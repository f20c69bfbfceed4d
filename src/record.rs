//! Record views and layout
//!
//! A record on disk is laid out as:
//!
//! ```text
//! [flag: u64 LE][primary: sbytes][extended: xbytes, only if xlen > 0]
//! ```
//!
//! [`RefRecord`] borrows one such region without copying it.

use byteorder::{ByteOrder, LittleEndian};

use crate::codec::{self, EncodingMode};
use crate::context::DecodeContext;
use crate::error::{ReadError, Result};
use crate::header::{BinseqHeader, SIZE_FLAG};

/// Flag bit set on every record that carries a valid extended sequence
pub const PAIRED_FLAG: u64 = 1;

/// Configuration for binary sequence record layout
///
/// Translates the sequence lengths of a header into byte spans so that the
/// position of any record is a single multiplication away.
#[derive(Debug, Clone, Copy, PartialEq, Eq)]
pub struct RecordConfig {
    /// The primary sequence length in base pairs
    slen: u64,
    /// The extended sequence length in base pairs
    xlen: u64,
    /// The number of packed bytes of the primary sequence
    sbytes: usize,
    /// The number of packed bytes of the extended sequence
    xbytes: usize,
    /// The encoding mode of the packed sequences
    mode: EncodingMode,
}
impl RecordConfig {
    #[must_use]
    pub fn new(slen: usize, xlen: usize, mode: EncodingMode) -> Self {
        Self {
            slen: slen as u64,
            xlen: xlen as u64,
            sbytes: mode.packed_len(slen),
            xbytes: mode.packed_len(xlen),
            mode,
        }
    }

    #[must_use]
    pub fn from_header(header: &BinseqHeader) -> Self {
        Self::new(header.slen as usize, header.xlen as usize, header.mode)
    }

    /// Whether records carry an extended sequence
    #[must_use]
    pub fn paired(&self) -> bool {
        self.xlen > 0
    }

    #[must_use]
    pub fn slen(&self) -> usize {
        self.slen as usize
    }

    #[must_use]
    pub fn xlen(&self) -> usize {
        self.xlen as usize
    }

    #[must_use]
    pub fn sbytes(&self) -> usize {
        self.sbytes
    }

    #[must_use]
    pub fn xbytes(&self) -> usize {
        self.xbytes
    }

    #[must_use]
    pub fn mode(&self) -> EncodingMode {
        self.mode
    }

    /// Returns the full record size in bytes: flag + sbytes + xbytes
    #[must_use]
    pub fn record_size_bytes(&self) -> usize {
        SIZE_FLAG + self.sbytes + self.xbytes
    }
}

/// Shared behavior of record views
pub trait BinseqRecord {
    /// Returns the global index of the record.
    fn index(&self) -> u64;

    /// Returns the flag value of this record
    fn flag(&self) -> u64;

    /// Returns the length of the primary sequence of this record
    fn slen(&self) -> u64;

    /// Returns the length of the extended sequence of this record
    fn xlen(&self) -> u64;

    /// Returns the encoding mode of the packed sequences
    fn mode(&self) -> EncodingMode;

    /// Returns a reference to the **encoded** primary sequence of this record
    fn sbuf(&self) -> &[u8];

    /// Returns a reference to the **encoded** extended sequence of this record.
    ///
    /// Empty if no extended sequence is present.
    fn xbuf(&self) -> &[u8];

    /// A convenience function to check if the record is paired.
    ///
    /// Pairedness is a property of the file: every record of a file with
    /// `xlen > 0` carries an extended sequence.
    fn is_paired(&self) -> bool {
        self.xlen() > 0
    }

    /// Decodes the primary sequence of this record into the provided buffer.
    ///
    /// The buffer is cleared before decoding.
    fn decode_s(&self, buf: &mut Vec<u8>) -> Result<usize> {
        codec::unpack(self.sbuf(), self.slen() as usize, self.mode(), buf)
    }

    /// Decodes the extended sequence of this record into the provided buffer.
    ///
    /// The buffer is cleared before decoding.
    fn decode_x(&self, buf: &mut Vec<u8>) -> Result<usize> {
        if !self.is_paired() {
            return Err(ReadError::NotPaired(self.index()).into());
        }
        codec::unpack(self.xbuf(), self.xlen() as usize, self.mode(), buf)
    }

    /// Decodes the primary sequence into the context's primary buffer
    ///
    /// Returns the number of decoded nucleotides (always `slen`).
    fn decode_primary(&self, ctx: &mut DecodeContext) -> Result<usize> {
        self.decode_s(ctx.sbuf_mut())
    }

    /// Decodes the extended sequence into the context's extended buffer
    ///
    /// Returns the number of decoded nucleotides (always `xlen`).
    ///
    /// # Errors
    ///
    /// Fails with [`ReadError::NotPaired`] if the record has no extended sequence.
    fn decode_extended(&self, ctx: &mut DecodeContext) -> Result<usize> {
        self.decode_x(ctx.xbuf_mut())
    }
}

/// A reference to a binary sequence record
///
/// This struct provides a view into a single record within a binary sequence file,
/// allowing access to the record's components without copying them.
/// It borrows from the reader that produced it and so cannot outlive it.
#[derive(Debug, Clone, Copy)]
pub struct RefRecord<'a> {
    /// The position (index) of this record in the file (0-based record index, not byte offset)
    id: u64,
    /// The underlying bytes of the record (flag included)
    buffer: &'a [u8],
    /// The configuration that defines the layout and size of record components
    config: RecordConfig,
}
impl<'a> RefRecord<'a> {
    /// Creates a new record reference
    ///
    /// # Panics
    ///
    /// Panics if the buffer length doesn't match the record size of the config
    #[must_use]
    pub fn new(id: u64, buffer: &'a [u8], config: RecordConfig) -> Self {
        assert_eq!(buffer.len(), config.record_size_bytes());
        Self { id, buffer, config }
    }

    /// Returns the record's configuration
    #[must_use]
    pub fn config(&self) -> RecordConfig {
        self.config
    }

    /// Returns the raw bytes of the record, flag included
    #[must_use]
    pub fn as_bytes(&self) -> &'a [u8] {
        self.buffer
    }
}

impl BinseqRecord for RefRecord<'_> {
    fn index(&self) -> u64 {
        self.id
    }
    fn flag(&self) -> u64 {
        LittleEndian::read_u64(&self.buffer[..SIZE_FLAG])
    }
    fn slen(&self) -> u64 {
        self.config.slen
    }
    fn xlen(&self) -> u64 {
        self.config.xlen
    }
    fn mode(&self) -> EncodingMode {
        self.config.mode
    }
    fn sbuf(&self) -> &[u8] {
        &self.buffer[SIZE_FLAG..SIZE_FLAG + self.config.sbytes]
    }
    fn xbuf(&self) -> &[u8] {
        &self.buffer[SIZE_FLAG + self.config.sbytes..]
    }
}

────────

#### TASK TO COMPLETE:
Each line of the data should be reproduced exactly as it appears.

#### EXERCISE RESULT:
repository f20c69bfbfceed4d
filename src/record.rs
//! Record views and layout
//!
//! A record on disk is laid out as:
//!
//! ```text
//! [flag: u64 LE][primary: sbytes][extended: xbytes, only if xlen > 0]
//! ```
//!
//! [`RefRecord`] borrows one such region without copying it.

use byteorder::{ByteOrder, LittleEndian};

use crate::codec::{self, EncodingMode};
use crate::context::DecodeContext;
use crate::error::{ReadError, Result};
use crate::header::{BinseqHeader, SIZE_FLAG};

/// Flag bit set on every record that carries a valid extended sequence
pub const PAIRED_FLAG: u64 = 1;

/// Configuration for binary sequence record layout
///
/// Translates the sequence lengths of a header into byte spans so that the
/// position of any record is a single multiplication away.
#[derive(Debug, Clone, Copy, PartialEq, Eq)]
pub struct RecordConfig {
    /// The primary sequence length in base pairs
    slen: u64,
    /// The extended sequence length in base pairs
    xlen: u64,
    /// The number of packed bytes of the primary sequence
    sbytes: usize,
    /// The number of packed bytes of the extended sequence
    xbytes: usize,
    /// The encoding mode of the packed sequences
    mode: EncodingMode,
}
impl RecordConfig {
    #[must_use]
    pub fn new(slen: usize, xlen: usize, mode: EncodingMode) -> Self {
        Self {
            slen: slen as u64,
            xlen: xlen as u64,
            sbytes: mode.packed_len(slen),
            xbytes: mode.packed_len(xlen),
            mode,
        }
    }

    #[must_use]
    pub fn from_header(header: &BinseqHeader) -> Self {
        Self::new(header.slen as usize, header.xlen as usize, header.mode)
    }

    /// Whether records carry an extended sequence
    #[must_use]
    pub fn paired(&self) -> bool {
        self.xlen > 0
    }

    #[must_use]
    pub fn slen(&self) -> usize {
        self.slen as usize
    }

    #[must_use]
    pub fn xlen(&self) -> usize {
        self.xlen as usize
    }

    #[must_use]
    pub fn sbytes(&self) -> usize {
        self.sbytes
    }

    #[must_use]
    pub fn xbytes(&self) -> usize {
        self.xbytes
    }

    #[must_use]
    pub fn mode(&self) -> EncodingMode {
        self.mode
    }

    /// Returns the full record size in bytes: flag + sbytes + xbytes
    #[must_use]
    pub fn record_size_bytes(&self) -> usize {
        SIZE_FLAG + self.sbytes + self.xbytes
    }
}

/// Shared behavior of record views
pub trait BinseqRecord {
    /// Returns the global index of the record.
    fn index(&self) -> u64;

    /// Returns the flag value of this record
    fn flag(&self) -> u64;

    /// Returns the length of the primary sequence of this record
    fn slen(&self) -> u64;

    /// Returns the length of the extended sequence of this record
    fn xlen(&self) -> u64;

    /// Returns the encoding mode of the packed sequences
    fn mode(&self) -> EncodingMode;

    /// Returns a reference to the **encoded** primary sequence of this record
    fn sbuf(&self) -> &[u8];

    /// Returns a reference to the **encoded** extended sequence of this record.
    ///
    /// Empty if no extended sequence is present.
    fn xbuf(&self) -> &[u8];

    /// A convenience function to check if the record is paired.
    ///
    /// Pairedness is a property of the file: every record of a file with
    /// `xlen > 0` carries an extended sequence.
    fn is_paired(&self) -> bool {
        self.xlen() > 0
    }

    /// Decodes the primary sequence of this record into the provided buffer.
    ///
    /// The buffer is cleared before decoding.
    fn decode_s(&self, buf: &mut Vec<u8>) -> Result<usize> {
        codec::unpack(self.sbuf(), self.slen() as usize, self.mode(), buf)
    }

    /// Decodes the extended sequence of this record into the provided buffer.
    ///
    /// The buffer is cleared before decoding.
    fn decode_x(&self, buf: &mut Vec<u8>) -> Result<usize> {
        if !self.is_paired() {
            return Err(ReadError::NotPaired(self.index()).into());
        }
        codec::unpack(self.xbuf(), self.xlen() as usize, self.mode(), buf)
    }

    /// Decodes the primary sequence into the context's primary buffer
    ///
    /// Returns the number of decoded nucleotides (always `slen`).
    fn decode_primary(&self, ctx: &mut DecodeContext) -> Result<usize> {
        self.decode_s(ctx.sbuf_mut())
    }

    /// Decodes the extended sequence into the context's extended buffer
    ///
    /// Returns the number of decoded nucleotides (always `xlen`).
    ///
    /// # Errors
    ///
    /// Fails with [`ReadError::NotPaired`] if the record has no extended sequence.
    fn decode_extended(&self, ctx: &mut DecodeContext) -> Result<usize> {
        self.decode_x(ctx.xbuf_mut())
    }
}

/// A reference to a binary sequence record
///
/// This struct provides a view into a single record within a binary sequence file,
/// allowing access to the record's components without copying them.
/// It borrows from the reader that produced it and so cannot outlive it.
#[derive(Debug, Clone, Copy)]
pub struct RefRecord<'a> {
    /// The position (index) of this record in the file (0-based record index, not byte offset)
    id: u64,
    /// The underlying bytes of the record (flag included)
    buffer: &'a [u8],
    /// The configuration that defines the layout and size of record components
    config: RecordConfig,
}
impl<'a> RefRecord<'a> {
    /// Creates a new record reference
    ///
    /// # Panics
    ///
    /// Panics if the buffer length doesn't match the record size of the config
    #[must_use]
    pub fn new(id: u64, buffer: &'a [u8], config: RecordConfig) -> Self {
        assert_eq!(buffer.len(), config.record_size_bytes());
        Self { id, buffer, config }
    }

    /// Returns the record's configuration
    #[must_use]
    pub fn config(&self) -> RecordConfig {
        self.config
    }

    /// Returns the raw bytes of the record, flag included
    #[must_use]
    pub fn as_bytes(&self) -> &'a [u8] {
        self.buffer
    }
}

impl BinseqRecord for RefRecord<'_> {
    fn index(&self) -> u64 {
        self.id
    }
    fn flag(&self) -> u64 {
        LittleEndian::read_u64(&self.buffer[..SIZE_FLAG])
    }
    fn slen(&self) -> u64 {
        self.config.slen
    }
    fn xlen(&self) -> u64 {
        self.config.xlen
    }
    fn mode(&self) -> EncodingMode {
        self.config.mode
    }
    fn sbuf(&self) -> &[u8] {
        &self.buffer[SIZE_FLAG..SIZE_FLAG + self.config.sbytes]
    }
    fn xbuf(&self) -> &[u8] {
        &self.buffer[SIZE_FLAG + self.config.sbytes..]
    }
}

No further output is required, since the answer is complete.